*Exercise*
Return each line of the records holding the string "config".

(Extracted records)
● ● ●

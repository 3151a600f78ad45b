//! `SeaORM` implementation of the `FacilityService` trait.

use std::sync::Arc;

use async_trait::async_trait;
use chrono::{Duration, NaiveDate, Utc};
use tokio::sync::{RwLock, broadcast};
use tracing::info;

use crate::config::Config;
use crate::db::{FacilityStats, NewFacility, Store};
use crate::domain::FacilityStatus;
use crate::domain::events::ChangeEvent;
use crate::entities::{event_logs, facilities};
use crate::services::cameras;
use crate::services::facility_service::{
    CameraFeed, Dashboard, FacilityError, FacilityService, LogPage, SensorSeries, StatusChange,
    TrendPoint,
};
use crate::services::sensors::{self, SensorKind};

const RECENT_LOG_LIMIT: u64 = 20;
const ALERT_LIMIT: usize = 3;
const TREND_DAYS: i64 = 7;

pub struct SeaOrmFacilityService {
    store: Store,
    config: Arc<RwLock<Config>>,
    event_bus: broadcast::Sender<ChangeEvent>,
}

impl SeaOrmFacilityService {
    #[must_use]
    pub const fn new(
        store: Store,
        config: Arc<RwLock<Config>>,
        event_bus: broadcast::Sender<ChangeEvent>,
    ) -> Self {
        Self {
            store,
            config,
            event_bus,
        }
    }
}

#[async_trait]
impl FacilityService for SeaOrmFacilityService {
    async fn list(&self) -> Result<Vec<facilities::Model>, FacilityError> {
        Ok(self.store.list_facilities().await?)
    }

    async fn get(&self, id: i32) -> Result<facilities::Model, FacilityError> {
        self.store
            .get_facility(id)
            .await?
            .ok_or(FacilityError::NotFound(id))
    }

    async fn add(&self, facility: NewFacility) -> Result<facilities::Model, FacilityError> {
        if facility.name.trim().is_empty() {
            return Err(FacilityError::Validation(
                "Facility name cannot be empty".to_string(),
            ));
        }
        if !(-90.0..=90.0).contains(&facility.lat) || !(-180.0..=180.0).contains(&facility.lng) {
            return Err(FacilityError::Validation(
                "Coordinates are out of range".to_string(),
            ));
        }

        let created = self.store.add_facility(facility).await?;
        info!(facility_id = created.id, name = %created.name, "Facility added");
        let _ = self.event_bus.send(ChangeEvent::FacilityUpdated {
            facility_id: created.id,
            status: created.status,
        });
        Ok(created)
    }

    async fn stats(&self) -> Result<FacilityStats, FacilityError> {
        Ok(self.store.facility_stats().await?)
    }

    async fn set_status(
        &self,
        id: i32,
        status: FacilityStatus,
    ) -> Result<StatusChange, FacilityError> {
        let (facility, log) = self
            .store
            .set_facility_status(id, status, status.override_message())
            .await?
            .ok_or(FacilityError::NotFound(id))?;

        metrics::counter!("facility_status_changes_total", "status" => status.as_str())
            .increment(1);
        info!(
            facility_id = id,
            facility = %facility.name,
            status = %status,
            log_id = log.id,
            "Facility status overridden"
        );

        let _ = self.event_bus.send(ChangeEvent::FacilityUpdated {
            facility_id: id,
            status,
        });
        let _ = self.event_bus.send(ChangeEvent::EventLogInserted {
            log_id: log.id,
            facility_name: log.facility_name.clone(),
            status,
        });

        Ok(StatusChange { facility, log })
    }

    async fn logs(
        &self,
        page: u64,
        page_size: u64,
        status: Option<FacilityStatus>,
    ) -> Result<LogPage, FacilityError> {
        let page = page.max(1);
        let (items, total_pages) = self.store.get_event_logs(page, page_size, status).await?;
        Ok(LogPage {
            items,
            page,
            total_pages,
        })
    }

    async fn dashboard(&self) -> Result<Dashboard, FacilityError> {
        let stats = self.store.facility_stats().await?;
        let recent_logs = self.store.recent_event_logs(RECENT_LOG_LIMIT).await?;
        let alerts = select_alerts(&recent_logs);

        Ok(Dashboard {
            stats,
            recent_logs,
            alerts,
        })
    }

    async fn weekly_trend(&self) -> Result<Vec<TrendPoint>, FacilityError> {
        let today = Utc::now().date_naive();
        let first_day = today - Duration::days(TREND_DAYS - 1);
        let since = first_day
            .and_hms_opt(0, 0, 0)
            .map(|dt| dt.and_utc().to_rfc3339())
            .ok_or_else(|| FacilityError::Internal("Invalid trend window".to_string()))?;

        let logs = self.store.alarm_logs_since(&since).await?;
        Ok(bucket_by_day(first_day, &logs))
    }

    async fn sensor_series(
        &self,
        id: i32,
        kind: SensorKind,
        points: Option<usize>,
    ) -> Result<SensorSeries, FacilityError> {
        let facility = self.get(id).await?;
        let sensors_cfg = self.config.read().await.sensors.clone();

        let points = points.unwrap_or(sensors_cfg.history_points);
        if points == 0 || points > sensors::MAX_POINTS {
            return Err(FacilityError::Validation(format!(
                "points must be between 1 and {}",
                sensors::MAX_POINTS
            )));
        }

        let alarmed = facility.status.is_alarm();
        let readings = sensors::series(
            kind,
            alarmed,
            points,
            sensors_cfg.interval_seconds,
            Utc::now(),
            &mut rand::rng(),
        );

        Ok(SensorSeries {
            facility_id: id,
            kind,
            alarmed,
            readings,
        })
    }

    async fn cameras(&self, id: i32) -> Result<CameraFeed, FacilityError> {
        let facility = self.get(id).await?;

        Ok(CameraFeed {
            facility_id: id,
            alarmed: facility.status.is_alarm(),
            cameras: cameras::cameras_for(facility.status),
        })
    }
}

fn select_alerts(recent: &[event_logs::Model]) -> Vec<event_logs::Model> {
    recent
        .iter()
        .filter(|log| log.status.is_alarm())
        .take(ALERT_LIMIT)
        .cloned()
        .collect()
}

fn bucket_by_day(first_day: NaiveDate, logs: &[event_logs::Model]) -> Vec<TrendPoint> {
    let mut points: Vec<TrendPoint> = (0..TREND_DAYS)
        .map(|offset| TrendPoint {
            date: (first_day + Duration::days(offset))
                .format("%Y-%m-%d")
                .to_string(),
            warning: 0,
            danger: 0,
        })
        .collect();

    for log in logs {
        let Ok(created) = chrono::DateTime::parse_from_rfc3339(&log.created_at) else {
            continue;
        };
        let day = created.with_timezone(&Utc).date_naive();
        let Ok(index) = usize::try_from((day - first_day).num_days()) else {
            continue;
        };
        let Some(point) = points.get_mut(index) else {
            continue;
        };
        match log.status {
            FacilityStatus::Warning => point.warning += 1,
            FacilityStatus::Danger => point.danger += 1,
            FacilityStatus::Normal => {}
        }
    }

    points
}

● ● ●

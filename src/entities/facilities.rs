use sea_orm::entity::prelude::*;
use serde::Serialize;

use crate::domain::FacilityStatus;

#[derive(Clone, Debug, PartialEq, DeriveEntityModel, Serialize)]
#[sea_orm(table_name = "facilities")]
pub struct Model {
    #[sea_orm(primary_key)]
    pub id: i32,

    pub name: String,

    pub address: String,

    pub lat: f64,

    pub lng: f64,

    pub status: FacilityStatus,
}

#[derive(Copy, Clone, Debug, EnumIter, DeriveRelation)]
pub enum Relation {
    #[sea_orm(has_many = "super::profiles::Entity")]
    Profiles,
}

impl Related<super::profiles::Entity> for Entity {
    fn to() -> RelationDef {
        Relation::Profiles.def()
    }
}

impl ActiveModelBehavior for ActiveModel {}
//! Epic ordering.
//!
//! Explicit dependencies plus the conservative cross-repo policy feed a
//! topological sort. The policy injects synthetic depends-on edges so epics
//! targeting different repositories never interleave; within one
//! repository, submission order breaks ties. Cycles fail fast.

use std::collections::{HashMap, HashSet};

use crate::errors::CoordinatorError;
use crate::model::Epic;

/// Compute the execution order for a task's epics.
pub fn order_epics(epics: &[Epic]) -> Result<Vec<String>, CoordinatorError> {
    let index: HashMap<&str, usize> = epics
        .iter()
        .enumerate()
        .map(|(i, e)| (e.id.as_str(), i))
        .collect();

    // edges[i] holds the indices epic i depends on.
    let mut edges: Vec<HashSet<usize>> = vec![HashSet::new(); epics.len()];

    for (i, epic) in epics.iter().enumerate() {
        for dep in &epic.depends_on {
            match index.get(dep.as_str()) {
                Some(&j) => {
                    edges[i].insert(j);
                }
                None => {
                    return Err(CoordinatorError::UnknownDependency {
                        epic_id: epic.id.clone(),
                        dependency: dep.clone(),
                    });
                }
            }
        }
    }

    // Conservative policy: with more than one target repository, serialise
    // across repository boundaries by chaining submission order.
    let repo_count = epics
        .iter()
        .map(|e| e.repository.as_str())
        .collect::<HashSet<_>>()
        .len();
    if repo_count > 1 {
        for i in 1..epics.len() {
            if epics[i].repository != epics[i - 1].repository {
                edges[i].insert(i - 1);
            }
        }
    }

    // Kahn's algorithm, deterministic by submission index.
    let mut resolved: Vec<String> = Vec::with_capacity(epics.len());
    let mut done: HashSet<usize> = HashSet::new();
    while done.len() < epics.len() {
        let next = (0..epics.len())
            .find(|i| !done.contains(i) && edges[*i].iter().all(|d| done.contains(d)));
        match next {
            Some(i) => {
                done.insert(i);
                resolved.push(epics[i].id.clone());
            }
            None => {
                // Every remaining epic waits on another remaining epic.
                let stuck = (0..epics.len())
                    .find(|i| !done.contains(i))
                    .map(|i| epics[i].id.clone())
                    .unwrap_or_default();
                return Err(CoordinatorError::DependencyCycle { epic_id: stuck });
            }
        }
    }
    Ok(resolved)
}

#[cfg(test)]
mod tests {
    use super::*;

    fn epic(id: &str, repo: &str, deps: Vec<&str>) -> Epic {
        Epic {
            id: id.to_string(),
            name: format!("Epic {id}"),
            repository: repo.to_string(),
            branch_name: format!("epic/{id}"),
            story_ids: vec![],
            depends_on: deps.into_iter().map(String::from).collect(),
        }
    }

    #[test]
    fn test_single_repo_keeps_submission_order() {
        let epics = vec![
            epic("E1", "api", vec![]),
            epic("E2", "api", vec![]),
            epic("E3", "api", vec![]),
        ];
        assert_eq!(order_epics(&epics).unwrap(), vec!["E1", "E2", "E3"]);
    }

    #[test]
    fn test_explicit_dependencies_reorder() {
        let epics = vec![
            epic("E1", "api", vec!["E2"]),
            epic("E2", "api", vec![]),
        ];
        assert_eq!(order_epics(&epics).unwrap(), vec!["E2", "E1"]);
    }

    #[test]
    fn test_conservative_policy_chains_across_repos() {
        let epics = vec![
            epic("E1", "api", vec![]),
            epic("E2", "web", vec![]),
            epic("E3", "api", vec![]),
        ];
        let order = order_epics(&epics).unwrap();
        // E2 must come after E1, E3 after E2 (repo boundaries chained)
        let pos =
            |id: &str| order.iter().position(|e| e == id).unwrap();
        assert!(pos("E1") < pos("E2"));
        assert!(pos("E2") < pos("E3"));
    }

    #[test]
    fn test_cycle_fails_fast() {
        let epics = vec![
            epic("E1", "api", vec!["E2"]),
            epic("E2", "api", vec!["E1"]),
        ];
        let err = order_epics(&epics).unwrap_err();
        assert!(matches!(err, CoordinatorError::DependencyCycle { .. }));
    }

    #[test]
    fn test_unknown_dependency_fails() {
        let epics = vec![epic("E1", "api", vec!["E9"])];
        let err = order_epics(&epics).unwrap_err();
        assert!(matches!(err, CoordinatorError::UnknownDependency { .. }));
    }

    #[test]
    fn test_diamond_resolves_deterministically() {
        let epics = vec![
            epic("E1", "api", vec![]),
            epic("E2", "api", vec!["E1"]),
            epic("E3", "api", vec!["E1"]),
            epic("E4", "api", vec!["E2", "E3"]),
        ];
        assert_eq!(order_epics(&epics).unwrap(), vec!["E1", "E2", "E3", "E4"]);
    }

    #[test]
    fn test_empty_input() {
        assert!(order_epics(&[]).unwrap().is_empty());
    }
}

● ● ●

*Problem solution*
use crate::config::Config;
    config: Arc<RwLock<Config>>,
        config: Arc<RwLock<Config>>,
            config,
        let sensors_cfg = self.config.read().await.sensors.clone();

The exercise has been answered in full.